Iceland's supposed to be cold. The high for the next few days in Reykjavik is around 46 degrees. Reykjavik is Iceland's largest city, with a population of 120,000. The second largest city is Akureyri in the north, population 17,000, which is presumably colder, being farther north.
I had the thought the other evening that the farther north one travels from the equator, the more organized things become, the more things have been resolved in regard to civilizations' discontents, and that was why I've traveled north more in my life than south. But when I see the thought in writing I see it's a neurotic thought tinged with racism.

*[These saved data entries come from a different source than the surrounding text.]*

// ABOUTME: Provider module aggregating the streaming LLM backends and their shared helpers.
// ABOUTME: Builds the configured adapter and flattens model history into alternating text turns.

pub mod anthropic;
pub mod openai;
pub mod sse;

use std::sync::Arc;

use archscribe_core::{MessageRole, StorageMessage};

use crate::config::{AgentConfig, ProviderKind};
use crate::provider::ProviderAdapter;

pub use anthropic::AnthropicProvider;
pub use openai::OpenAiProvider;

/// Create the adapter selected by `config`.
pub fn create_provider(config: &AgentConfig) -> Arc<dyn ProviderAdapter> {
    match config.provider {
        ProviderKind::Anthropic => Arc::new(AnthropicProvider::from_config(config)),
        ProviderKind::OpenAi => Arc::new(OpenAiProvider::from_config(config)),
    }
}

/// Render history as text turns, merging consecutive messages of the same
/// role so user and assistant turns strictly alternate.
pub(crate) fn coalesce_messages(messages: &[StorageMessage]) -> Vec<(MessageRole, String)> {
    let mut result: Vec<(MessageRole, String)> = Vec::new();
    for message in messages {
        let content = message.render();
        if let Some((last_role, last_content)) = result.last_mut() {
            if *last_role == message.role {
                last_content.push_str("\n\n");
                last_content.push_str(&content);
                continue;
            }
        }
        result.push((message.role, content));
    }
    result
}

pub(crate) fn role_name(role: MessageRole) -> &'static str {
    match role {
        MessageRole::User => "user",
        MessageRole::Assistant => "assistant",
    }
}

/// Parse accumulated tool-call argument text. Empty or malformed input
/// becomes an empty object so the call still reaches its executor.
pub(crate) fn parse_tool_input(tool_name: &str, raw: &str) -> serde_json::Value {
    if raw.trim().is_empty() {
        return serde_json::json!({});
    }
    match serde_json::from_str::<serde_json::Value>(raw) {
        Ok(value) if value.is_object() => value,
        Ok(_) | Err(_) => {
            tracing::warn!(
                tool = %tool_name,
                len = raw.len(),
                "tool call arguments are not a JSON object, passing an empty input"
            );
            serde_json::json!({})
        }
    }
}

In preparation, I'd meant to read Auden's "Letters from Iceland" but got stuck in the big Kierkegaard bio I'm reading and couldn't get out. I might die while reading the K bio. K's the quintessential northerner, a man in whom all the anxieties of the civilized world took up residence. I'm traveling light--4 shirts, 3 pairs of pants--and taking K's "The Present Age", a small little book. Written in 1846, the book begins, Our age is essentially one of understanding and reflection, momentarily bursting into enthusiasm and shrewdly relapsing into repose. I'm eager to see if K's thinking goes where I think it's going.
From Iceland I'm traveling to Scotland. Having been to Scotland before I know what to expect. One night in Glasgow will do, then we're heading north. The plan's to wind up on The Orkney Islands and do some hiking there. I'm bringing my golf clubs, want to play Crail, Aberdeen, Cruden Bay and maybe Dornoch, which I played before in a northern gale in 1996. I remember I had trouble holding onto my clubs and that I made only 2 or 3 pars. I'd just started playing serious golf and loved the game to the point of obsession, would dream at night about good 5-irons I'd hit, and I managed to trudge around Dornoch, wet and cold, playing all 18 holes. Now that I like rather than love playing golf, I'm a much better golfer.

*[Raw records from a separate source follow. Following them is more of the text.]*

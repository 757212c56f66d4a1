// ABOUTME: UI-facing conversation records persisted as conversation-messages.json.
// ABOUTME: Each entry is stamped with the model-history index and deleted range active when it was added.

use chrono::{DateTime, Utc};
use serde::{Deserialize, Serialize};

use crate::message::TokenUsage;
use crate::truncation::DeletedRange;

/// Maximum characters of tool output kept in a UI tool entry.
pub const TOOL_PREVIEW_CHARS: usize = 200;

/// What a conversation entry represents.
#[derive(Debug, Clone, Copy, PartialEq, Eq, Serialize, Deserialize)]
#[serde(rename_all = "snake_case")]
pub enum ConversationKind {
    Task,
    Text,
    Tool,
    ApiReqStarted,
    Diagram,
    CompletionResult,
    Error,
}

/// Request-tracking payload for an `ApiReqStarted` entry.
#[derive(Debug, Clone, PartialEq, Serialize, Deserialize)]
pub struct ApiRequestInfo {
    pub usage: TokenUsage,
    #[serde(default, skip_serializing_if = "Option::is_none")]
    pub cost: Option<f64>,
}

/// Summary of a tool invocation shown to the user.
#[derive(Debug, Clone, PartialEq, Serialize, Deserialize)]
pub struct ToolEntry {
    pub tool: String,
    pub preview: String,
    #[serde(default)]
    pub is_error: bool,
}

#[derive(Debug, Clone, PartialEq, Serialize, Deserialize)]
pub struct ConversationMessage {
    pub ts: DateTime<Utc>,
    pub kind: ConversationKind,
    #[serde(default, skip_serializing_if = "Option::is_none")]
    pub text: Option<String>,
    #[serde(default, skip_serializing_if = "Option::is_none")]
    pub api_request: Option<ApiRequestInfo>,
    #[serde(default, skip_serializing_if = "Option::is_none")]
    pub tool: Option<ToolEntry>,
    /// Index of the last model-history message when this entry was added.
    #[serde(default, skip_serializing_if = "Option::is_none")]
    pub conversation_history_index: Option<usize>,
    #[serde(default, skip_serializing_if = "Option::is_none")]
    pub conversation_history_deleted_range: Option<DeletedRange>,
}

impl ConversationMessage {
    fn bare(kind: ConversationKind) -> Self {
        Self {
            ts: Utc::now(),
            kind,
            text: None,
            api_request: None,
            tool: None,
            conversation_history_index: None,
            conversation_history_deleted_range: None,
        }
    }

    pub fn task(text: impl Into<String>) -> Self {
        Self {
            text: Some(text.into()),
            ..Self::bare(ConversationKind::Task)
        }
    }

    pub fn text(text: impl Into<String>) -> Self {
        Self {
            text: Some(text.into()),
            ..Self::bare(ConversationKind::Text)
        }
    }

    pub fn api_request(usage: TokenUsage) -> Self {
        Self {
            api_request: Some(ApiRequestInfo { usage, cost: None }),
            ..Self::bare(ConversationKind::ApiReqStarted)
        }
    }

    /// A tool entry whose preview is the output cut to [`TOOL_PREVIEW_CHARS`].
    pub fn tool(name: impl Into<String>, output: &str, is_error: bool) -> Self {
        Self {
            tool: Some(ToolEntry {
                tool: name.into(),
                preview: preview(output),
                is_error,
            }),
            ..Self::bare(ConversationKind::Tool)
        }
    }

    pub fn diagram(xml: impl Into<String>) -> Self {
        Self {
            text: Some(xml.into()),
            ..Self::bare(ConversationKind::Diagram)
        }
    }

    pub fn completion(result: impl Into<String>) -> Self {
        Self {
            text: Some(result.into()),
            ..Self::bare(ConversationKind::CompletionResult)
        }
    }

    pub fn error(message: impl Into<String>) -> Self {
        Self {
            text: Some(message.into()),
            ..Self::bare(ConversationKind::Error)
        }
    }
}

/// Cut `output` to the preview length, appending an ellipsis when cut.
pub fn preview(output: &str) -> String {
    if output.chars().count() <= TOOL_PREVIEW_CHARS {
        return output.to_string();
    }
    let mut cut: String = output.chars().take(TOOL_PREVIEW_CHARS).collect();
    cut.push_str("...");
    cut
}

/// Position of the most recent request-tracking entry.
pub fn last_api_request_index(messages: &[ConversationMessage]) -> Option<usize> {
    messages
        .iter()
        .rposition(|m| m.kind == ConversationKind::ApiReqStarted)
}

There's a train we can catch from Aberdeen to London, then from London to Paris. From Paris we may take the train to Clermont-Ferrand or we may rent a car and drive there. We'll stay at least a week in Montaigut-le-blanc, a village about 25 miles southwest of Clermont. Our friend there, Jean-Pierre, is in a hospital nearby. Francoise his wife says it doesn't look good. He's smoked since he was a teenager, hand-rolled cigarettes made of strong tobacco. I want to see him and try to make him laugh as much as he's made me laugh through the years. If I get the chance and can pull it off, the trip will have been a great success.